Check every line of the entries below for the word "execute", and copy the ones that have it.

Records provided:
····················
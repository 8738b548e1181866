//! Persisted collaboration config records

use serde::de::DeserializeOwned;
use serde::{Deserialize, Serialize};
use serde_json::{Map, Value};

use crate::command::EditSet;
use crate::error::{SigexError, SigexResult};
use crate::schema::{CollabSchema, COMMON_FIELDS};

/// A named collaboration bound to one API
///
/// `name` is unique across the store and `api` never changes once the
/// record exists. API-specific fields live in `attributes` and always
/// conform to the API's schema.
#[derive(Debug, Clone, PartialEq, Serialize, Deserialize)]
pub struct CollabConfig {
    pub name: String,
    pub api: String,
    pub enabled: bool,
    #[serde(flatten)]
    pub attributes: Map<String, Value>,
}

impl CollabConfig {
    /// Construct a new record of `schema` from an edit set
    ///
    /// Absent fields take the schema default; a missing field without one
    /// is a `MissingField` error.
    ///
    /// # Errors
    /// Returns an error for missing required fields, mistyped values, or a
    /// key the schema does not declare
    pub fn construct(schema: &CollabSchema, edit: &EditSet) -> SigexResult<Self> {
        for (key, _) in edit.iter() {
            if schema.get(key).is_none() {
                return Err(SigexError::Internal(format!(
                    "'{key}' is not a field of the {} collab schema",
                    schema.api
                )));
            }
        }

        let name = match edit.get("name") {
            Some(Value::String(name)) => name.clone(),
            Some(other) => {
                return Err(SigexError::InvalidValue {
                    field: "name".into(),
                    message: format!("expected str, got {other}"),
                })
            }
            None => return Err(SigexError::MissingField("name".into())),
        };
        if name.is_empty() {
            return Err(SigexError::UserInput("Collab name cannot be empty".into()));
        }

        let mut config = Self {
            name,
            api: schema.api.clone(),
            enabled: true,
            attributes: Map::new(),
        };

        for field in &schema.fields {
            if field.name == "name" {
                continue;
            }
            let value = match (edit.get(field.name), &field.default) {
                (Some(value), _) => value.clone(),
                (None, Some(default)) => default.clone(),
                (None, None) if field.name == "api" => Value::String(schema.api.clone()),
                (None, None) => return Err(SigexError::MissingField(field.name.into())),
            };
            config.assign(schema, field.name, value)?;
        }

        Ok(config)
    }

    /// Assign one field, checking it against the schema
    ///
    /// # Errors
    /// Returns an error for unknown fields, mistyped values, or an attempt
    /// to change `name` or `api`
    pub fn assign(&mut self, schema: &CollabSchema, field: &str, value: Value) -> SigexResult<()> {
        let spec = schema.get(field).ok_or_else(|| {
            SigexError::Internal(format!(
                "'{field}' is not a field of the {} collab schema",
                schema.api
            ))
        })?;

        spec.ty.check(&value).map_err(|message| SigexError::InvalidValue {
            field: field.to_string(),
            message,
        })?;

        match (field, value) {
            ("name", Value::String(name)) => {
                if name != self.name {
                    return Err(SigexError::Internal(format!(
                        "cannot rename collab '{}' to '{name}'",
                        self.name
                    )));
                }
            }
            ("api", Value::String(api)) => {
                if api != self.api {
                    return Err(SigexError::CrossApi {
                        existing: self.api.clone(),
                        target: api,
                    });
                }
            }
            ("enabled", Value::Bool(enabled)) => self.enabled = enabled,
            (name, value) => {
                debug_assert!(!COMMON_FIELDS.contains(&name));
                self.attributes.insert(name.to_string(), value);
            }
        }

        Ok(())
    }

    /// Look up an API-specific attribute
    #[must_use]
    pub fn attribute(&self, field: &str) -> Option<&Value> {
        self.attributes.get(field)
    }

    /// Deserialize the API-specific attributes into a typed struct
    ///
    /// # Errors
    /// Returns an error if the attributes do not fit `T`
    pub fn attributes_as<T: DeserializeOwned>(&self) -> SigexResult<T> {
        serde_json::from_value(Value::Object(self.attributes.clone())).map_err(|e| {
            SigexError::Internal(format!(
                "collab '{}' does not match its {} config: {e}",
                self.name, self.api
            ))
        })
    }
}

#[cfg(test)]
mod tests {
    use super::*;
    use crate::schema::{EnumSpec, FieldSpec, TypeTag};
    use serde_json::json;

    fn schema() -> CollabSchema {
        CollabSchema::new("demo")
            .field(FieldSpec::required("group", TypeTag::Int))
            .field(FieldSpec::with_default(
                "mode",
                TypeTag::Enum(EnumSpec::new("Mode", &["Fast", "Slow"])),
                json!("Fast"),
            ))
    }

    fn edit(pairs: &[(&str, Value)]) -> EditSet {
        let mut set = EditSet::new();
        for (k, v) in pairs {
            set.set(*k, v.clone());
        }
        set
    }

    #[test]
    fn test_construct_applies_defaults() {
        let config =
            CollabConfig::construct(&schema(), &edit(&[("name", json!("c1")), ("group", json!(7))]))
                .unwrap();
        assert_eq!(config.name, "c1");
        assert_eq!(config.api, "demo");
        assert!(config.enabled);
        assert_eq!(config.attribute("group"), Some(&json!(7)));
        assert_eq!(config.attribute("mode"), Some(&json!("Fast")));
    }

    #[test]
    fn test_construct_missing_required() {
        let err = CollabConfig::construct(&schema(), &edit(&[("name", json!("c1"))])).unwrap_err();
        assert!(matches!(err, SigexError::MissingField(ref f) if f == "group"));
    }

    #[test]
    fn test_construct_rejects_wrong_api() {
        let err = CollabConfig::construct(
            &schema(),
            &edit(&[("name", json!("c1")), ("group", json!(1)), ("api", json!("other"))]),
        )
        .unwrap_err();
        assert!(matches!(err, SigexError::CrossApi { .. }));
    }

    #[test]
    fn test_assign_type_checks() {
        let mut config =
            CollabConfig::construct(&schema(), &edit(&[("name", json!("c1")), ("group", json!(7))]))
                .unwrap();
        assert!(config.assign(&schema(), "mode", json!("Medium")).is_err());
        assert!(config.assign(&schema(), "nope", json!(1)).is_err());
        config.assign(&schema(), "enabled", json!(false)).unwrap();
        assert!(!config.enabled);
    }

    #[test]
    fn test_serializes_flat() {
        let config =
            CollabConfig::construct(&schema(), &edit(&[("name", json!("c1")), ("group", json!(7))]))
                .unwrap();
        let value = serde_json::to_value(&config).unwrap();
        assert_eq!(value["group"], json!(7));
        assert_eq!(value["api"], json!("demo"));
        let back: CollabConfig = serde_json::from_value(value).unwrap();
        assert_eq!(back, config);
    }

    #[test]
    fn test_attributes_as() {
        #[derive(Deserialize)]
        struct Demo {
            group: i64,
            mode: String,
        }
        let config =
            CollabConfig::construct(&schema(), &edit(&[("name", json!("c1")), ("group", json!(7))]))
                .unwrap();
        let demo: Demo = config.attributes_as().unwrap();
        assert_eq!(demo.group, 7);
        assert_eq!(demo.mode, "Fast");
    }
}
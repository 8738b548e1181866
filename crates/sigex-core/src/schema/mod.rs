//! Collab schemas
//!
//! Each API registers a descriptor table for its collab configs. The
//! introspector turns a table into the editable field descriptors that
//! drive the generated `config collab edit <api>` commands.

mod describe;
mod types;

pub use describe::{describe, FieldDescriptor, MISSING_HELP};
pub use types::{CollabSchema, EnumSpec, FieldSpec, TypeTag, COMMON_FIELDS};
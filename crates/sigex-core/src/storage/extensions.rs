//! Persisted extension module references

use chrono::{DateTime, Utc};
use rusqlite::{params, Connection, OptionalExtension};

use super::db::DatabaseError;

/// Extension reference storage
pub struct ExtensionStore<'a> {
    conn: &'a Connection,
}

impl<'a> ExtensionStore<'a> {
    /// Create a new extension store
    pub fn new(conn: &'a Connection) -> Self {
        Self { conn }
    }

    /// All module references, sorted
    ///
    /// # Errors
    /// Returns an error if the database query fails
    pub fn list(&self) -> Result<Vec<String>, DatabaseError> {
        let mut stmt = self
            .conn
            .prepare("SELECT module FROM extensions ORDER BY module")?;
        let rows = stmt.query_map([], |row| row.get(0))?;
        rows.collect::<Result<Vec<_>, _>>()
            .map_err(DatabaseError::from)
    }

    /// Whether a module reference has been added
    ///
    /// # Errors
    /// Returns an error if the database query fails
    pub fn contains(&self, module: &str) -> Result<bool, DatabaseError> {
        Ok(self.added_at(module)?.is_some())
    }

    /// When a module reference was added
    ///
    /// # Errors
    /// Returns an error if the database query fails
    pub fn added_at(&self, module: &str) -> Result<Option<DateTime<Utc>>, DatabaseError> {
        let added: Option<String> = self
            .conn
            .query_row(
                "SELECT added_at FROM extensions WHERE module = ?1",
                params![module],
                |row| row.get(0),
            )
            .optional()?;

        added
            .map(|s| {
                DateTime::parse_from_rfc3339(&s)
                    .map(|dt| dt.with_timezone(&Utc))
                    .map_err(|e| DatabaseError::Serialization(format!("Invalid datetime: {e}")))
            })
            .transpose()
    }

    /// Add a module reference, returning false if it was already present
    ///
    /// # Errors
    /// Returns an error if the database operation fails
    pub fn add(&self, module: &str) -> Result<bool, DatabaseError> {
        let inserted = self.conn.execute(
            "INSERT OR IGNORE INTO extensions (module, added_at) VALUES (?1, ?2)",
            params![module, Utc::now().to_rfc3339()],
        )?;
        Ok(inserted > 0)
    }

    /// Remove a module reference, returning false if it was not present
    ///
    /// # Errors
    /// Returns an error if the database operation fails
    pub fn remove(&self, module: &str) -> Result<bool, DatabaseError> {
        let deleted = self
            .conn
            .execute("DELETE FROM extensions WHERE module = ?1", params![module])?;
        Ok(deleted > 0)
    }
}
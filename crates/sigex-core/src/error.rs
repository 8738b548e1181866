//! Error types for sigex operations

use thiserror::Error;

use crate::storage::db::DatabaseError;

/// Result type for sigex operations
pub type SigexResult<T> = Result<T, SigexError>;

/// Errors that can occur while configuring collaborations and extensions
#[derive(Debug, Error)]
pub enum SigexError {
    /// A collab schema descriptor table is malformed (author mistake)
    #[error("Schema error in '{api}': {message}")]
    Schema { api: String, message: String },

    /// Malformed user input (bad JSON, missing `name`, ...)
    #[error("{0}")]
    UserInput(String),

    /// A field without a default was not supplied on create
    #[error("Missing required field: --{}", .0.replace('_', "-"))]
    MissingField(String),

    /// A value does not match the declared type of its field
    #[error("Invalid value for '{field}': {message}")]
    InvalidValue { field: String, message: String },

    /// Create was requested but the name is taken
    #[error("There's an existing collaboration named \"{0}\"")]
    DuplicateCollab(String),

    /// Edit targets a record that belongs to another API
    #[error("The existing collab is for the {existing} api, delete that one first")]
    CrossApi { existing: String, target: String },

    /// No record with the given name
    #[error("No such collab: {0}")]
    CollabNotFound(String),

    /// Edit without --create on a missing record
    #[error("No such config \"{0}\"! Did you mean to use --create?")]
    EditTargetMissing(String),

    /// Two registry entries share a name
    #[error("Duplicate {kind} registration: '{name}'")]
    DuplicateRegistration { kind: &'static str, name: String },

    /// Signal type applies to a content type nobody registered
    #[error("Signal type '{signal_type}' references unknown content type '{content_type}'")]
    IncompatibleSignalType {
        signal_type: String,
        content_type: String,
    },

    /// Module reference does not resolve to a manifest
    #[error("No extension module named '{0}'")]
    UnknownExtension(String),

    /// Module reference is already in the persisted list
    #[error("Extension '{0}' is already added")]
    ExtensionAlreadyAdded(String),

    /// Module reference is not in the persisted list
    #[error("You haven't added {0}")]
    ExtensionNotAdded(String),

    /// An extension API could not be constructed
    #[error("Not able to instantiate API {api} - {message}")]
    Instantiation { api: String, message: String },

    /// Storage layer failure
    #[error("Storage error: {0}")]
    Storage(#[from] DatabaseError),

    /// Remote API failure
    #[error("Remote error: {0}")]
    Remote(String),

    /// Programming error
    #[error("Internal error: {0}")]
    Internal(String),
}

impl SigexError {
    /// Build a schema error for the given API
    pub fn schema(api: impl Into<String>, message: impl Into<String>) -> Self {
        Self::Schema {
            api: api.into(),
            message: message.into(),
        }
    }

    /// Get the error code for CLI output
    #[must_use]
    pub fn code(&self) -> &'static str {
        match self {
            Self::Schema { .. } => "SCHEMA_ERROR",
            Self::UserInput(_) | Self::MissingField(_) | Self::InvalidValue { .. } => {
                "USER_INPUT"
            }
            Self::DuplicateCollab(_) => "DUPLICATE_COLLAB",
            Self::CrossApi { .. } => "CROSS_API",
            Self::CollabNotFound(_) | Self::EditTargetMissing(_) => "COLLAB_NOT_FOUND",
            Self::DuplicateRegistration { .. } => "DUPLICATE_REGISTRATION",
            Self::IncompatibleSignalType { .. } => "INCOMPATIBLE_TYPE",
            Self::UnknownExtension(_) => "UNKNOWN_EXTENSION",
            Self::ExtensionAlreadyAdded(_) => "EXTENSION_EXISTS",
            Self::ExtensionNotAdded(_) => "EXTENSION_NOT_FOUND",
            Self::Instantiation { .. } => "INSTANTIATION_FAILED",
            Self::Storage(_) => "STORAGE_ERROR",
            Self::Remote(_) => "REMOTE_ERROR",
            Self::Internal(_) => "INTERNAL_ERROR",
        }
    }

    /// Whether the user caused this and can fix it by reissuing the command
    #[must_use]
    pub fn is_user_error(&self) -> bool {
        !matches!(
            self,
            Self::Schema { .. } | Self::Storage(_) | Self::Remote(_) | Self::Internal(_)
        )
    }

    /// Process exit code: 2 for user/validation errors, 1 for everything else
    #[must_use]
    pub fn exit_code(&self) -> i32 {
        if self.is_user_error() {
            2
        } else {
            1
        }
    }
}

impl From<serde_json::Error> for SigexError {
    fn from(err: serde_json::Error) -> Self {
        Self::UserInput(format!("Invalid JSON: {err}"))
    }
}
····················
Task result:
        let inserted = self.conn.execute(
            .execute("DELETE FROM extensions WHERE module = ?1", params![module])?;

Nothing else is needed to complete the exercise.